Top of Information

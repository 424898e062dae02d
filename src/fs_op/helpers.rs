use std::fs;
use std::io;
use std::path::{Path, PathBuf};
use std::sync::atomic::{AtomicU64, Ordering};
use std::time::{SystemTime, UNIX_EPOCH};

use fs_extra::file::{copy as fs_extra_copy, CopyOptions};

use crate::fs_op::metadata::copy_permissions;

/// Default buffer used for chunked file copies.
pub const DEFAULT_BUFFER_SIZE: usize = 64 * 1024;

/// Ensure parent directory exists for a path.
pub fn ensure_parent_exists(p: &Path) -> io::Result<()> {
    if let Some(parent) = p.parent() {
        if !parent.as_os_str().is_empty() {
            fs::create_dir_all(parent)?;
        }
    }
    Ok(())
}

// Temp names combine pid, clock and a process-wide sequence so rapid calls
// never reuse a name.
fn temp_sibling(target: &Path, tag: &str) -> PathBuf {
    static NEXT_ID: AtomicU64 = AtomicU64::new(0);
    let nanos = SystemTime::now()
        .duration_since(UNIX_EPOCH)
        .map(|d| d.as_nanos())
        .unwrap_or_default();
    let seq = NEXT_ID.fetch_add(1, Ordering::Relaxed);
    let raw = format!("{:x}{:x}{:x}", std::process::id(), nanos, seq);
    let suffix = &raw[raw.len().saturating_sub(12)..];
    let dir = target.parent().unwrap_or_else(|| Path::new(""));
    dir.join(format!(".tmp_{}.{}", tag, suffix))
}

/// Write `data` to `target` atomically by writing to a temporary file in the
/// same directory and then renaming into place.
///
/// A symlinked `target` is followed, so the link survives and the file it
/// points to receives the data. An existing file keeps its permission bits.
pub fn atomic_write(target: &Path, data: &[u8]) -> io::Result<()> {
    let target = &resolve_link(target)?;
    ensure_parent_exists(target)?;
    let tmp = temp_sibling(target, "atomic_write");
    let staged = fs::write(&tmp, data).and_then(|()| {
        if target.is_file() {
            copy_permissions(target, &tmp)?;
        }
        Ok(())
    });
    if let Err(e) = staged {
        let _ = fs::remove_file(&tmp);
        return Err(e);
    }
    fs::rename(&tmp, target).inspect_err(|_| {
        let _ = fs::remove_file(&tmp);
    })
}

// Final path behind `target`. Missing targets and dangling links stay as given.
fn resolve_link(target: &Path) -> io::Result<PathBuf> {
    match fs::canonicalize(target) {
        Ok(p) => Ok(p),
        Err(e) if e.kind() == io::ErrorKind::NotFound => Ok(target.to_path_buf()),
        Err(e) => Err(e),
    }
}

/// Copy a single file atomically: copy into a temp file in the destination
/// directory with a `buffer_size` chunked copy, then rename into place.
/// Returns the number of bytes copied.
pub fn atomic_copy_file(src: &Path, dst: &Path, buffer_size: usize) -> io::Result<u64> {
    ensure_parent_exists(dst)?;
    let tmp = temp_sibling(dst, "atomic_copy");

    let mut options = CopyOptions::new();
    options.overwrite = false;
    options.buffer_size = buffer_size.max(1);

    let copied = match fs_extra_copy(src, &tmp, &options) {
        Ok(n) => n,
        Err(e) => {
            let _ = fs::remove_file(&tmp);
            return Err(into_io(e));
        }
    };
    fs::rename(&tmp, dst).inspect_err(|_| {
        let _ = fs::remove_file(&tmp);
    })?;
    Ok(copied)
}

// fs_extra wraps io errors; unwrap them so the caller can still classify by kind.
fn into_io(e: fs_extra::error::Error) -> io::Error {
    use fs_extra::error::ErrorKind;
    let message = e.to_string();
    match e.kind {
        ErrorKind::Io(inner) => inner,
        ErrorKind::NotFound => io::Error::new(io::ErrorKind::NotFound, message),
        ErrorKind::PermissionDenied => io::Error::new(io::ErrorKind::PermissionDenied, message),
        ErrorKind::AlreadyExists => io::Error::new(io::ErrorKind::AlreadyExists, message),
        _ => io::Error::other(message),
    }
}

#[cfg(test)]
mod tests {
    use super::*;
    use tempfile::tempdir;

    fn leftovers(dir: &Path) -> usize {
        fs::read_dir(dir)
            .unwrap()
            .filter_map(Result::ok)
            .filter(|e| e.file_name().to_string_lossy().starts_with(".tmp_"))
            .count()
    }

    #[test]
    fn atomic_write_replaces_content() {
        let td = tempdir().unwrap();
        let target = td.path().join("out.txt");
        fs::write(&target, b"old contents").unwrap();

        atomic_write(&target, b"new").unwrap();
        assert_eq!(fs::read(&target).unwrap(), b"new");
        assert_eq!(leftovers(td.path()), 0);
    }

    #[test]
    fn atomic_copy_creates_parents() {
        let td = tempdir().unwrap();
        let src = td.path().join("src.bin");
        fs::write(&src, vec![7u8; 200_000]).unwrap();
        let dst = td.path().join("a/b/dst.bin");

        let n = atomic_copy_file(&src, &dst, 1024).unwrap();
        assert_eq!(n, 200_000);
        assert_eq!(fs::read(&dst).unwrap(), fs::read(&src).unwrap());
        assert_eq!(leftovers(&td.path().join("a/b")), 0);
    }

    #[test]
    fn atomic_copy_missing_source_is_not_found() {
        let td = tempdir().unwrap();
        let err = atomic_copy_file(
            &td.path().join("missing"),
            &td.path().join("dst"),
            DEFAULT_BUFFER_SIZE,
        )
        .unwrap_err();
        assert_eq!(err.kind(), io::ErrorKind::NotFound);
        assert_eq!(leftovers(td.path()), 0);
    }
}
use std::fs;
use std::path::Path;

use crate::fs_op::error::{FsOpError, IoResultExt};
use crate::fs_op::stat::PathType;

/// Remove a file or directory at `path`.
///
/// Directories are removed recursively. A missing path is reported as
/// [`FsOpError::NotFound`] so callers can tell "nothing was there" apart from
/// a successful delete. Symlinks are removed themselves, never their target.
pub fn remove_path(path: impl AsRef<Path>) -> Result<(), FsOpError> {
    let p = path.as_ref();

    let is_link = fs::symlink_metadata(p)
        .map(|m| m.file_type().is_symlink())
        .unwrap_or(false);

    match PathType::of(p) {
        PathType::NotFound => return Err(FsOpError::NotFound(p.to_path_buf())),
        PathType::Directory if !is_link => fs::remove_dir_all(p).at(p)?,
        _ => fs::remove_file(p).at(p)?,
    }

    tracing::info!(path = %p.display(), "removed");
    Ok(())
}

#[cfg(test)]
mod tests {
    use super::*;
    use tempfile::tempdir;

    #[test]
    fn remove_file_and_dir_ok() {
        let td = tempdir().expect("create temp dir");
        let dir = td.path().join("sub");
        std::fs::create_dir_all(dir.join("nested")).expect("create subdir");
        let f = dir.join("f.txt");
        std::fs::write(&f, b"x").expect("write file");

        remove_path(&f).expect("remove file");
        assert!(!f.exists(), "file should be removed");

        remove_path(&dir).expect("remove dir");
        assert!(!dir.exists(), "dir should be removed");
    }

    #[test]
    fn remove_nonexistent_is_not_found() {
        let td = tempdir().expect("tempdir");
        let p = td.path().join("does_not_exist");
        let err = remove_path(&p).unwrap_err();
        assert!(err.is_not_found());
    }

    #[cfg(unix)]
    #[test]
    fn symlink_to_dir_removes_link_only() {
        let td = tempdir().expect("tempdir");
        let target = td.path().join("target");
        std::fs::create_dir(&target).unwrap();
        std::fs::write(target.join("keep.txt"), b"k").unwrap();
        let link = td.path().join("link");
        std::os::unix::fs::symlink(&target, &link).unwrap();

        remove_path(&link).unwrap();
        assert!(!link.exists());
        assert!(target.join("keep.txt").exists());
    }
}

Bottom of Information

Task to complete: Only the lines containing "leftovers" are needed; pull them out of the listing.

Solution to the exercise:
    fn leftovers(dir: &Path) -> usize {
        assert_eq!(leftovers(td.path()), 0);
        assert_eq!(leftovers(&td.path().join("a/b")), 0);
        assert_eq!(leftovers(td.path()), 0);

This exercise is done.